[Collected data entries]

========================================================================

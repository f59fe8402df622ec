//! WebAssembly exports for the CLAHE filter.
//!
//! These functions are exposed to JavaScript via wasm-bindgen. Images are
//! passed as flat row-major arrays; errors surface as thrown strings.

use wasm_bindgen::prelude::*;

use crate::error::ClaheError;
use crate::filters::clahe::clahe_buffer;
use crate::filters::grayscale::luma_u8;
use crate::params::ClaheParams;

fn to_js_err(err: ClaheError) -> JsValue {
    JsValue::from_str(&err.to_string())
}

// ============================================================================
// CLAHE - grayscale
// ============================================================================

/// Equalize a grayscale u8 image.
///
/// # Arguments
/// * `data` - Flat array of intensities (length = width * height)
/// * `width` - Image width in pixels
/// * `height` - Image height in pixels
/// * `block_radius` - Neighborhood half-width (63 is the usual default)
/// * `bins` - Histogram bins (255 is the usual default)
/// * `slope` - Clip-limit multiplier, >= 1.0 (3.0 is the usual default)
///
/// # Returns
/// Flat array of equalized intensities
#[wasm_bindgen]
pub fn clahe_wasm(
    data: &[u8],
    width: usize,
    height: usize,
    block_radius: usize,
    bins: usize,
    slope: f32,
) -> Result<Vec<u8>, JsValue> {
    let params = ClaheParams::new(block_radius, bins, slope);
    clahe_buffer(data, width, height, &params).map_err(to_js_err)
}

// ============================================================================
// CLAHE - RGBA canvas data
// ============================================================================

/// Equalize the luminosity of RGBA canvas data.
///
/// Returns RGBA bytes with R=G=B=equalized luminosity, alpha preserved,
/// ready to put back into an `ImageData`.
#[wasm_bindgen]
pub fn clahe_rgba_wasm(
    data: &[u8],
    width: usize,
    height: usize,
    block_radius: usize,
    bins: usize,
    slope: f32,
) -> Result<Vec<u8>, JsValue> {
    let input = ndarray::ArrayView3::from_shape((height, width, 4), data)
        .map_err(|e| to_js_err(e.into()))?;
    let gray = luma_u8(input).map_err(to_js_err)?;

    let params = ClaheParams::new(block_radius, bins, slope);
    let flat = gray.into_raw_vec_and_offset().0;
    let equalized = clahe_buffer(&flat, width, height, &params).map_err(to_js_err)?;

    let mut output = Vec::with_capacity(data.len());
    for (i, &v) in equalized.iter().enumerate() {
        output.extend_from_slice(&[v, v, v, data[i * 4 + 3]]);
    }
    Ok(output)
}
//! Benchmarks for CLAHE
//!
//! Compares parallel and sequential row processing over a few image sizes
//! and block radii.

use clahe_rust::{clahe_gray_u8, clahe_gray_u8_sequential, ClaheParams};
use criterion::{black_box, criterion_group, criterion_main, BenchmarkId, Criterion};
use ndarray::Array2;
use std::time::Duration;

/// Synthetic image with smooth gradients and a high-frequency texture
fn create_test_image(width: usize, height: usize) -> Array2<u8> {
    Array2::from_shape_fn((height, width), |(y, x)| {
        let ramp = (x * 255 / width.max(1)) as u32;
        let texture = ((x / 4 + y / 4) % 2) as u32 * 24;
        ((ramp / 2 + texture + (y as u32 % 32)) % 256) as u8
    })
}

fn benchmark_clahe_sizes(c: &mut Criterion) {
    let mut group = c.benchmark_group("clahe_sizes");
    group.measurement_time(Duration::from_secs(5));
    group.sample_size(10);

    let params = ClaheParams::default().with_block_radius(31);

    for size in [64usize, 128, 256] {
        let img = create_test_image(size, size);

        group.bench_with_input(
            BenchmarkId::new("parallel", format!("{}x{}", size, size)),
            &img,
            |b, img| {
                b.iter(|| clahe_gray_u8(black_box(img.view()), &params));
            },
        );

        group.bench_with_input(
            BenchmarkId::new("sequential", format!("{}x{}", size, size)),
            &img,
            |b, img| {
                b.iter(|| clahe_gray_u8_sequential(black_box(img.view()), &params));
            },
        );
    }

    group.finish();
}

fn benchmark_clahe_radius(c: &mut Criterion) {
    let mut group = c.benchmark_group("clahe_radius");
    group.sample_size(10);

    let img = create_test_image(256, 256);

    for radius in [8usize, 32, 63] {
        let params = ClaheParams::default().with_block_radius(radius);
        group.bench_with_input(BenchmarkId::from_parameter(radius), &params, |b, params| {
            b.iter(|| clahe_gray_u8(black_box(img.view()), params));
        });
    }

    group.finish();
}

criterion_group!(benches, benchmark_clahe_sizes, benchmark_clahe_radius);
criterion_main!(benches);
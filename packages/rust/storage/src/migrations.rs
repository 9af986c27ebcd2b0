//! SQL migration definitions for the studyplan profile database.
//!
//! Migrations are applied in order on database open. Each migration records
//! its own version in `schema_migrations`.

/// A database migration with a version and SQL statements.
pub(crate) struct Migration {
    pub version: u32,
    pub description: &'static str,
    pub sql: &'static str,
}

/// All migrations, in ascending version order.
pub(crate) fn all_migrations() -> Vec<Migration> {
    vec![
        Migration {
            version: 1,
            description: "Initial schema: users, profiles",
            sql: r#"
-- Schema version tracking
CREATE TABLE IF NOT EXISTS schema_migrations (
    version    INTEGER PRIMARY KEY,
    applied_at TEXT NOT NULL DEFAULT (datetime('now'))
);

-- Local user registry
CREATE TABLE IF NOT EXISTS users (
    id            TEXT PRIMARY KEY,
    email         TEXT NOT NULL UNIQUE,
    display_name  TEXT NOT NULL,
    created_at    TEXT NOT NULL,
    last_login_at TEXT NOT NULL
);

-- One progress document per user
CREATE TABLE IF NOT EXISTS profiles (
    user_id       TEXT PRIMARY KEY REFERENCES users(id) ON DELETE CASCADE,
    document_json TEXT NOT NULL,
    updated_at    TEXT NOT NULL
);

INSERT INTO schema_migrations (version) VALUES (1);
"#,
        },
        Migration {
            version: 2,
            description: "Assistant chat history",
            sql: r#"
CREATE TABLE IF NOT EXISTS chat_messages (
    id         INTEGER PRIMARY KEY AUTOINCREMENT,
    user_id    TEXT NOT NULL REFERENCES users(id) ON DELETE CASCADE,
    role       TEXT NOT NULL,
    text       TEXT NOT NULL,
    created_at TEXT NOT NULL
);

CREATE INDEX IF NOT EXISTS idx_chat_messages_user ON chat_messages(user_id);

INSERT INTO schema_migrations (version) VALUES (2);
"#,
        },
    ]
}

#[cfg(test)]
mod tests {
    use super::*;

    #[test]
    fn versions_are_ascending_and_self_recording() {
        let migrations = all_migrations();
        assert!(migrations.windows(2).all(|w| w[0].version < w[1].version));
        for m in &migrations {
            let marker = format!("INSERT INTO schema_migrations (version) VALUES ({});", m.version);
            assert!(m.sql.contains(&marker), "v{} does not record itself", m.version);
        }
    }
}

========================================================================

__Brief__:
Print again the lines of the entries above that fall between the line holding "pub description: &'static" and the line holding "for m in &migrations", inclusive, exactly as they stand.

__Response box__:
    pub description: &'static str,
    pub sql: &'static str,
}

/// All migrations, in ascending version order.
pub(crate) fn all_migrations() -> Vec<Migration> {
    vec![
        Migration {
            version: 1,
            description: "Initial schema: users, profiles",
            sql: r#"
-- Schema version tracking
CREATE TABLE IF NOT EXISTS schema_migrations (
    version    INTEGER PRIMARY KEY,
    applied_at TEXT NOT NULL DEFAULT (datetime('now'))
);

-- Local user registry
CREATE TABLE IF NOT EXISTS users (
    id            TEXT PRIMARY KEY,
    email         TEXT NOT NULL UNIQUE,
    display_name  TEXT NOT NULL,
    created_at    TEXT NOT NULL,
    last_login_at TEXT NOT NULL
);

-- One progress document per user
CREATE TABLE IF NOT EXISTS profiles (
    user_id       TEXT PRIMARY KEY REFERENCES users(id) ON DELETE CASCADE,
    document_json TEXT NOT NULL,
    updated_at    TEXT NOT NULL
);

INSERT INTO schema_migrations (version) VALUES (1);
"#,
        },
        Migration {
            version: 2,
            description: "Assistant chat history",
            sql: r#"
CREATE TABLE IF NOT EXISTS chat_messages (
    id         INTEGER PRIMARY KEY AUTOINCREMENT,
    user_id    TEXT NOT NULL REFERENCES users(id) ON DELETE CASCADE,
    role       TEXT NOT NULL,
    text       TEXT NOT NULL,
    created_at TEXT NOT NULL
);

CREATE INDEX IF NOT EXISTS idx_chat_messages_user ON chat_messages(user_id);

INSERT INTO schema_migrations (version) VALUES (2);
"#,
        },
    ]
}

#[cfg(test)]
mod tests {
    use super::*;

    #[test]
    fn versions_are_ascending_and_self_recording() {
        let migrations = all_migrations();
        assert!(migrations.windows(2).all(|w| w[0].version < w[1].version));
        for m in &migrations {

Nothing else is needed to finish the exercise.